A mid-year review is also the perfect opportunity to check that your investment portfolio is still in line with your goals, risk tolerance and time horizon. A volatile market is a particularly good time to do this, as you can reassess how comfortable you are with your portfolio in the face of market turbulence.
Have falling stock prices made you panic about having enough money for an upcoming expense, like buying a house? If so, it could be a sign that it’s time to take a little risk on the table and confirm that you have enough cash available during your mid-year save to continue weathering this storm.
In most cases, an investor should have a predetermined long-term investment risk tolerance and goal that shouldn’t change just because the markets move, says Thomas Martin, senior portfolio manager at Globalt Investments. But investors should regularly rebalance their portfolios to ensure they are aligned with these initial goals.

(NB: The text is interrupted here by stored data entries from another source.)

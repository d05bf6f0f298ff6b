use crate::{
    constants::{
        ALT_FIELD, CHROM_FIELD, HEADER_PREFIX, MIN_DATA_FIELDS, POS_FIELD, REF_FIELD,
    },
    error::VcfCleanError,
    utils::util::Result,
};

pub fn is_header_line(line: &str) -> bool {
    line.as_bytes().first() == Some(&HEADER_PREFIX)
}

/// Splits a raw line into its body and its line terminator (`\n`, `\r\n` or nothing).
pub fn split_terminator(line: &str) -> (&str, &str) {
    let body = line.strip_suffix('\n').unwrap_or(line);
    let body = body.strip_suffix('\r').unwrap_or(body);
    line.split_at(body.len())
}

/// Byte ranges of the whitespace-delimited fields of a line body.
fn field_spans(body: &str) -> Vec<(usize, usize)> {
    let mut spans = Vec::new();
    let mut field_start = None;
    for (offset, c) in body.char_indices() {
        match (c.is_whitespace(), field_start) {
            (true, Some(start)) => {
                spans.push((start, offset));
                field_start = None;
            }
            (false, None) => field_start = Some(offset),
            _ => {}
        }
    }
    if let Some(start) = field_start {
        spans.push((start, body.len()));
    }
    spans
}

/// Borrowed view of a VCF data line split on runs of whitespace.
///
/// The separators themselves are kept so that a line can be rebuilt byte for byte with only
/// REF and ALT swapped out.
#[derive(Debug, Clone)]
pub struct DataRecord<'a> {
    body: &'a str,
    spans: Vec<(usize, usize)>,
    pos: u64,
}

impl<'a> DataRecord<'a> {
    /// Parses a data line body (without terminator). `line_number` is only used for errors.
    pub fn parse(body: &'a str, line_number: u64) -> Result<Self> {
        let spans = field_spans(body);
        if spans.len() < MIN_DATA_FIELDS {
            return Err(VcfCleanError::TooFewFields {
                line: line_number,
                expected: MIN_DATA_FIELDS,
                found: spans.len(),
            });
        }

        let (pos_start, pos_end) = spans[POS_FIELD];
        let raw_pos = &body[pos_start..pos_end];
        // Positions beyond u64 saturate; they lie past any reference and never match.
        let pos = if raw_pos.bytes().all(|b| b.is_ascii_digit()) {
            raw_pos.parse::<u64>().unwrap_or(u64::MAX)
        } else {
            0
        };
        if pos == 0 {
            return Err(VcfCleanError::InvalidPosition {
                line: line_number,
                value: raw_pos.to_string(),
            });
        }

        Ok(Self { body, spans, pos })
    }

    fn field(&self, index: usize) -> &'a str {
        let (start, end) = self.spans[index];
        &self.body[start..end]
    }

    pub fn chrom(&self) -> &'a str {
        self.field(CHROM_FIELD)
    }

    /// 1-based position of the first REF base.
    pub fn pos(&self) -> u64 {
        self.pos
    }

    /// 0-based offset of the first REF base, saturated to `usize::MAX`.
    pub fn start(&self) -> usize {
        usize::try_from(self.pos - 1).unwrap_or(usize::MAX)
    }

    pub fn ref_allele(&self) -> &'a str {
        self.field(REF_FIELD)
    }

    pub fn alt_alleles(&self) -> &'a str {
        self.field(ALT_FIELD)
    }

    /// Rebuilds the line body with REF and ALT replaced; everything else is kept verbatim.
    pub fn with_alleles(&self, ref_allele: &str, alt_alleles: &str) -> String {
        let (ref_start, ref_end) = self.spans[REF_FIELD];
        let (alt_start, alt_end) = self.spans[ALT_FIELD];
        let mut fixed =
            String::with_capacity(self.body.len() + ref_allele.len() + alt_alleles.len());
        fixed.push_str(&self.body[..ref_start]);
        fixed.push_str(ref_allele);
        fixed.push_str(&self.body[ref_end..alt_start]);
        fixed.push_str(alt_alleles);
        fixed.push_str(&self.body[alt_end..]);
        fixed
    }
}
use crate::{
    cli::CleanArgs,
    core::{engine::ConsistencyEngine, report::ProcessingReport},
    io::{
        fasta_reader::load_reference,
        readers::{open_vcf_input, LineReader},
        vcf_writer::VcfWriter,
    },
    utils::util::Result,
};


pub fn clean(args: CleanArgs) -> Result<ProcessingReport> {
    args.validate()?;

    let reference = load_reference(&args.reference)?;
    log::info!(
        "Loaded reference sequence {} ({} bp) from {}",
        reference.name(),
        reference.len(),
        args.reference.display()
    );

    let input = open_vcf_input(args.vcf.as_deref())?;
    let mut writer = VcfWriter::new(args.output_type, args.output.as_deref())?;

    let engine = ConsistencyEngine::new(&reference, args.policy);
    log::debug!("Correction policy: {:?}", engine.policy());
    let mut output = engine.process(LineReader::new(input));
    for line in output.by_ref() {
        writer.write_line(&line?)?;
    }
    let report = output.into_report();
    writer.finish()?;

    if args.write_index {
        VcfWriter::build_output_index(args.output_type, args.output.as_deref())?;
    }

    log::info!("{}", report);
    Ok(report)
}
use crate::core::engine::CorrectionPolicy;

pub const DEFAULT_POLICY: CorrectionPolicy = CorrectionPolicy::FlipThenSkip;
pub const DEFAULT_WRITE_INDEX: bool = false;

// CHROM, POS, ID, REF, ALT
pub const MIN_DATA_FIELDS: usize = 5;
pub const CHROM_FIELD: usize = 0;
pub const POS_FIELD: usize = 1;
pub const REF_FIELD: usize = 3;
pub const ALT_FIELD: usize = 4;

pub const HEADER_PREFIX: u8 = b'#';
pub const ALT_ALLELE_SEPARATOR: &str = ",";

pub const PROGRESS_INTERVAL: u64 = 100_000;
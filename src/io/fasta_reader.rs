use super::readers::open_text_reader;
use crate::{core::reference::ReferenceSequence, utils::util::Result};
use std::path::Path;

pub fn load_reference(path: &Path) -> Result<ReferenceSequence> {
    log::trace!("Start loading reference {:?}", path);
    let reader = open_text_reader(path)?;
    let reference = ReferenceSequence::from_fasta_reader(reader)?;
    log::trace!("Finished loading reference {:?}", path);
    Ok(reference)
}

Rebalancing refers to buying or selling assets so that your portfolio allocations are in line with your investment plan. By doing so, investors can ensure that they maintain a diversified portfolio with a mix of stocks, bonds and cash that suits them. A diversified portfolio can provide protection because when one sector of your portfolio tumbles, another different asset may be able to hold steady. For example, in March 2020 stocks fell while Treasuries held firm.
Of course, sometimes financial markets crash – this year even the classic portfolio of 60% stocks and 40% bonds took a hit. However, having a diversified portfolio means that when the markets recover, your portfolio will include a variety of assets that recover their value and will not be concentrated in one space.
In short, it’s a good idea to check, especially when the markets are volatile like they are right now. But investors should not make rash decisions based on price movements.
“It’s really about them and their needs and not all the noise in the market,” says Martin.